News Disney announces strategic restructuring of media and entertainment divisions.

flynnibus

Premium Member
Yeah but Disney World has 60 million annual attendance and a 1 day ticket costs more than a full year subscription Disney+.

I’m not even saying Disney+ is a bad idea. As a customer I like the product. I just think it’s a strange place to focus on business wise.

Consider what it costs to keep that wdw up, ready, and intersting to you to get that ap purchase.

Now consider what it costs to keep a dynamic, software based, flexible platform available that also has a TAM 30 to 40 x larger.

Your position is like asking why anyone would want an amazon model when you already have a kmart you give alot more money to because you only buy the occasional book at amazon...
 

_caleb

Well-Known Member
Consider what it costs to keep that wdw up, ready, and intersting to you to get that ap purchase.

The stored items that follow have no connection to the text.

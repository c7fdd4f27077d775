// src/geometry/triangle.rs

use glam::DVec2;

/// Triangle prepared for repeated point-in-triangle tests.
///
/// Works in barycentric-style coordinates relative to the first vertex. The
/// dot products are divided by the Gram determinant up front so each test is
/// a handful of multiplications.
#[derive(Debug, Clone, Copy, PartialEq)]
pub struct Triangle {
  origin: DVec2,
  edge1: DVec2,
  edge2: DVec2,
  dot11: f64,
  dot12: f64,
  dot22: f64,
}

impl Triangle {
  #[must_use]
  pub fn new(a: DVec2, b: DVec2, c: DVec2) -> Self {
    let edge1 = b - a;
    let edge2 = c - a;
    let dot11 = edge1.dot(edge1);
    let dot12 = edge1.dot(edge2);
    let dot22 = edge2.dot(edge2);
    // Degenerate triangles give an infinite scale and NaN coordinates, which fail every test.
    let inv_denom = 1.0 / (dot11 * dot22 - dot12 * dot12);
    Self {
      origin: a,
      edge1,
      edge2,
      dot11: dot11 * inv_denom,
      dot12: dot12 * inv_denom,
      dot22: dot22 * inv_denom,
    }
  }

  /// Inclusive containment: points on the edges count as inside.
  #[must_use]
  pub fn contains_point(&self, p: DVec2) -> bool {
    let test = p - self.origin;
    let dot_p1 = test.dot(self.edge1);
    let dot_p2 = test.dot(self.edge2);

    let u = self.dot22 * dot_p1 - self.dot12 * dot_p2;
    if u < 0.0 {
      return false;
    }
    let v = self.dot11 * dot_p2 - self.dot12 * dot_p1;
    v >= 0.0 && u + v <= 1.0
  }
}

Now consider what it costs to keep a dynamic, software based, flexible platform available that also has a TAM 30 to 40 x larger.

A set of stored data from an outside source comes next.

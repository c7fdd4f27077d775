// src/math/quat.rs

//! Quaternion helpers.
//!
//! The dodecahedron frames are built from "shortest arc" rotations. The
//! antiparallel case is ambiguous, so the exact construction below is part of
//! the cell layout: changing the chosen axis would rotate the south face.
//!
//! `invert`, `multiply` and `transform` keep gl-matrix's operation order
//! rather than glam's `DQuat` operators, so that face frames and the cell ids
//! derived from them are bit-stable against reference encodings.

use glam::{DQuat, DVec3};

/// Shortest-arc rotation taking unit vector `a` onto unit vector `b`.
///
/// For (near) antiparallel inputs the rotation is PI about `x × a`, or about
/// `y × a` when `a` lies along x.
#[must_use]
pub fn rotation_to(a: DVec3, b: DVec3) -> DQuat {
  let dot = a.dot(b);
  if dot < -0.999_999 {
    let mut axis = DVec3::X.cross(a);
    if axis.length() < 0.000_001 {
      axis = DVec3::Y.cross(a);
    }
    return DQuat::from_axis_angle(axis.normalize(), std::f64::consts::PI);
  }
  if dot > 0.999_999 {
    return DQuat::IDENTITY;
  }
  let c = a.cross(b);
  DQuat::from_xyzw(c.x, c.y, c.z, 1.0 + dot).normalize()
}

/// Multiplicative inverse (conjugate over squared norm).
#[inline]
#[must_use]
pub fn invert(q: DQuat) -> DQuat {
  let dot = q.x * q.x + q.y * q.y + q.z * q.z + q.w * q.w;
  let inv = if dot == 0.0 { 0.0 } else { 1.0 / dot };
  DQuat::from_xyzw(-q.x * inv, -q.y * inv, -q.z * inv, q.w * inv)
}

/// Hamilton product `a * b` (apply `b`, then `a`).
#[inline]
#[must_use]
pub fn multiply(a: DQuat, b: DQuat) -> DQuat {
  DQuat::from_xyzw(
    a.x * b.w + a.w * b.x + a.y * b.z - a.z * b.y,
    a.y * b.w + a.w * b.y + a.z * b.x - a.x * b.z,
    a.z * b.w + a.w * b.z + a.x * b.y - a.y * b.x,
    a.w * b.w - a.x * b.x - a.y * b.y - a.z * b.z,
  )
}

/// Rotates `v` by the unit quaternion `q`.
#[must_use]
pub fn transform(v: DVec3, q: DQuat) -> DVec3 {
  let qv = DVec3::new(q.x, q.y, q.z);
  let uv = qv.cross(v);
  let uuv = qv.cross(uv);
  v + uv * (2.0 * q.w) + uuv * 2.0
}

Your position is like asking why anyone would want an amazon model when you already have a kmart you give alot more money to because you only buy the occasional book at amazon...
This.
Also, Disney‘s costs go up the more people they have coming into the parks. With digital content, it’s the opposite– the cost to produce and distribute is the same whether they have a few users vs. millions of users. Meanwhile, the revenue only goes up with each new subscriber.
 

UNCgolf

Well-Known Member
There are currently 800 million streaming subscribers around the world. Globally, only 12% of households subscribe to a streaming service (40% of U.S. households currently subscribe). Disney+ is currently positioned with a low enough price (and solid enough content) that people are willing to subscribe even if they also subscribe to other services. There’s plenty of room for growth.

The problem, as was discussed somewhere else here, is that huge numbers of people aren't going to subscribe long-term. They're going to subscribe for a month and watch what they want then cancel. You also have huge numbers of people sharing accounts, where they are getting one monthly fee for 5 separate people living in different places. They aren't going to make big money off streaming if they can't keep people subscribed long-term. People subscribing for a month is a losing proposition.

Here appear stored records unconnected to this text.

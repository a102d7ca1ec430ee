use chrono::{NaiveDate, NaiveDateTime};
use regex::Regex;
use serde::{Deserialize, Serialize};
use std::sync::OnceLock;
use uuid::Uuid;

use super::enums::{BusinessUnit, Source};

/// A per-source patient snapshot delivered by an adapter.
///
/// Immutable once stamped; a re-emitted snapshot with changed fields becomes
/// an update event for the reconciliation engine.
#[derive(Debug, Clone, Serialize, Deserialize)]
pub struct RawPatient {
    pub raw_id: i64,
    pub his_number: String,
    pub source: Source,
    pub business_unit: Option<BusinessUnit>,
    pub last_name: Option<String>,
    pub first_name: Option<String>,
    pub middle_name: Option<String>,
    pub birth_date: Option<NaiveDate>,
    pub doc_type: Option<i32>,
    pub doc_number: Option<i64>,
    pub email: Option<String>,
    pub phone: Option<String>,
    pub his_password: Option<String>,
    pub login_email: Option<String>,
    pub canonical_id: Option<Uuid>,
    pub processed_at: Option<NaiveDateTime>,
}

impl RawPatient {
    pub fn document(&self) -> Option<(i32, i64)> {
        match (self.doc_type, self.doc_number) {
            (Some(t), Some(n)) => Some((t, n)),
            _ => None,
        }
    }

    /// Schema invariants the ingest contract promises. A violation is fatal
    /// for the event (the record stays unstamped for triage).
    pub fn validate(&self) -> Result<(), String> {
        if self.his_number.trim().is_empty() {
            return Err("his_number must be non-empty".into());
        }
        if self.doc_type.is_some() != self.doc_number.is_some() {
            return Err("doc_type and doc_number must both be set or both be null".into());
        }
        Ok(())
    }
}

/// Ingest-side raw record: what an adapter is allowed to supply.
///
/// `canonical_id` and `processed_at` are engine-owned and absent here, so
/// an adapter cannot violate the "null on insert" contract. `birth_date`
/// and `doc_number` arrive in the source systems' wire formats and are
/// canonicalized by `normalize` on every ingest.
#[derive(Debug, Clone, Serialize, Deserialize)]
pub struct NewRawPatient {
    pub his_number: String,
    pub source: Source,
    pub business_unit: Option<BusinessUnit>,
    pub last_name: Option<String>,
    pub first_name: Option<String>,
    pub middle_name: Option<String>,
    /// ISO `YYYY-MM-DD` or the legacy `DD.MM.YYYY` export format.
    pub birth_date: Option<String>,
    pub doc_type: Option<i32>,
    /// Free-form HIS output; only the digits are significant.
    pub doc_number: Option<String>,
    pub email: Option<String>,
    pub phone: Option<String>,
    pub his_password: Option<String>,
    pub login_email: Option<String>,
}

impl Default for NewRawPatient {
    fn default() -> Self {
        Self {
            his_number: String::new(),
            source: Source::Qms,
            business_unit: None,
            last_name: None,
            first_name: None,
            middle_name: None,
            birth_date: None,
            doc_type: None,
            doc_number: None,
            email: None,
            phone: None,
            his_password: None,
            login_email: None,
        }
    }
}

impl NewRawPatient {
    /// Canonicalize the wire-format fields: trim the HIS number, reduce the
    /// document number to its digits, convert `DD.MM.YYYY` birth dates to
    /// ISO. Runs on every ingest, before any validation.
    pub fn normalize(&mut self) {
        self.his_number = self.his_number.trim().to_string();
        self.birth_date = self
            .birth_date
            .as_deref()
            .and_then(parse_birth_date)
            .map(|d| d.to_string());
        self.doc_number = self
            .doc_number
            .as_deref()
            .and_then(parse_doc_number)
            .map(|n| n.to_string());
        // An unusable document number takes its type with it.
        if self.doc_number.is_none() {
            self.doc_type = None;
        }
    }

    /// A normalized copy, leaving the adapter's record untouched.
    pub fn normalized(&self) -> NewRawPatient {
        let mut record = self.clone();
        record.normalize();
        record
    }

    pub fn validate(&self) -> Result<(), String> {
        if self.his_number.trim().is_empty() {
            return Err("his_number must be non-empty".into());
        }
        if self.doc_type.is_some() != self.doc_number.is_some() {
            return Err("doc_type and doc_number must both be set or both be null".into());
        }
        Ok(())
    }
}

/// Extract a document number from free-form HIS output.
///
/// Source systems deliver numbers with embedded spaces and punctuation
/// ("45 03 123456", "4503-123456"); only the digits are significant.
pub fn parse_doc_number(input: &str) -> Option<i64> {
    static NON_DIGITS: OnceLock<Regex> = OnceLock::new();
    let re = NON_DIGITS.get_or_init(|| Regex::new(r"\D").expect("static regex"));
    let digits = re.replace_all(input, "");
    if digits.is_empty() {
        return None;
    }
    digits.parse::<i64>().ok().filter(|n| *n > 0)
}

/// Parse a birth date in either ISO (`YYYY-MM-DD`) or the legacy HIS
/// export format (`DD.MM.YYYY`).
pub fn parse_birth_date(input: &str) -> Option<NaiveDate> {
    NaiveDate::parse_from_str(input, "%Y-%m-%d")
        .or_else(|_| NaiveDate::parse_from_str(input, "%d.%m.%Y"))
        .ok()
}

#[cfg(test)]
mod tests {
    use super::*;

    #[test]
    fn doc_number_strips_non_digits() {
        assert_eq!(parse_doc_number("45 03 123456"), Some(4503123456));
        assert_eq!(parse_doc_number("4503-123456"), Some(4503123456));
        assert_eq!(parse_doc_number("1000"), Some(1000));
    }

    #[test]
    fn doc_number_rejects_empty_and_zero() {
        assert_eq!(parse_doc_number("n/a"), None);
        assert_eq!(parse_doc_number(""), None);
        assert_eq!(parse_doc_number("0"), None);
    }

    #[test]
    fn birth_date_accepts_both_formats() {
        let expected = NaiveDate::from_ymd_opt(1985, 4, 12).unwrap();
        assert_eq!(parse_birth_date("1985-04-12"), Some(expected));
        assert_eq!(parse_birth_date("12.04.1985"), Some(expected));
        assert_eq!(parse_birth_date("12/04/1985"), None);
    }

    #[test]
    fn normalize_canonicalizes_wire_fields() {
        let mut raw = NewRawPatient {
            his_number: " Q1 ".into(),
            source: Source::Qms,
            birth_date: Some("12.04.1985".into()),
            doc_type: Some(1),
            doc_number: Some("45 03-123456".into()),
            ..NewRawPatient::default()
        };
        raw.normalize();
        assert_eq!(raw.his_number, "Q1");
        assert_eq!(raw.birth_date.as_deref(), Some("1985-04-12"));
        assert_eq!(raw.doc_number.as_deref(), Some("4503123456"));
        assert_eq!(raw.doc_type, Some(1));
    }

    #[test]
    fn normalize_drops_unusable_document_pair() {
        let mut raw = NewRawPatient {
            his_number: "Q2".into(),
            source: Source::Qms,
            doc_type: Some(1),
            doc_number: Some("n/a".into()),
            ..NewRawPatient::default()
        };
        raw.normalize();
        assert!(raw.doc_number.is_none());
        assert!(raw.doc_type.is_none());
        assert!(raw.validate().is_ok());
    }

    #[test]
    fn validate_rejects_half_document() {
        let raw = NewRawPatient {
            his_number: "Q1".into(),
            source: Source::Qms,
            doc_type: Some(1),
            ..NewRawPatient::default()
        };
        assert!(raw.validate().is_err());
    }

    #[test]
    fn validate_rejects_blank_his_number() {
        let raw = NewRawPatient {
            his_number: "  ".into(),
            source: Source::Infoclinica,
            ..NewRawPatient::default()
        };
        assert!(raw.validate().is_err());
    }

    #[test]
    fn validate_accepts_full_document() {
        let raw = NewRawPatient {
            his_number: "Q1".into(),
            source: Source::Qms,
            doc_type: Some(1),
            doc_number: Some("1000".into()),
            ..NewRawPatient::default()
        };
        assert!(raw.validate().is_ok());
    }
}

It worked well for Netflix early on because they weren't having to spend the tremendous amounts of money required to produce their own content at the quality and quantity required to keep people subscribed. Now that older content is distributed across multiple platforms and every single service has to pump out original content to draw in viewers, the market is going to get very tight very quickly.

The other possibility is that you have to start watching ads despite your monthly subscription fee -- and I think that will probably happen eventually.
 

flynnibus

Premium Member
The problem, as was discussed somewhere else here, is that huge numbers of people aren't going to subscribe long-term. They're going to subscribe for a month and watch what they want then cancel. You also have huge numbers of people sharing accounts, where they are getting one monthly fee for 5 separate people living in different places. They aren't going to make big money off streaming if they can't keep people subscribed long-term. People subscribing for a month is a losing proposition.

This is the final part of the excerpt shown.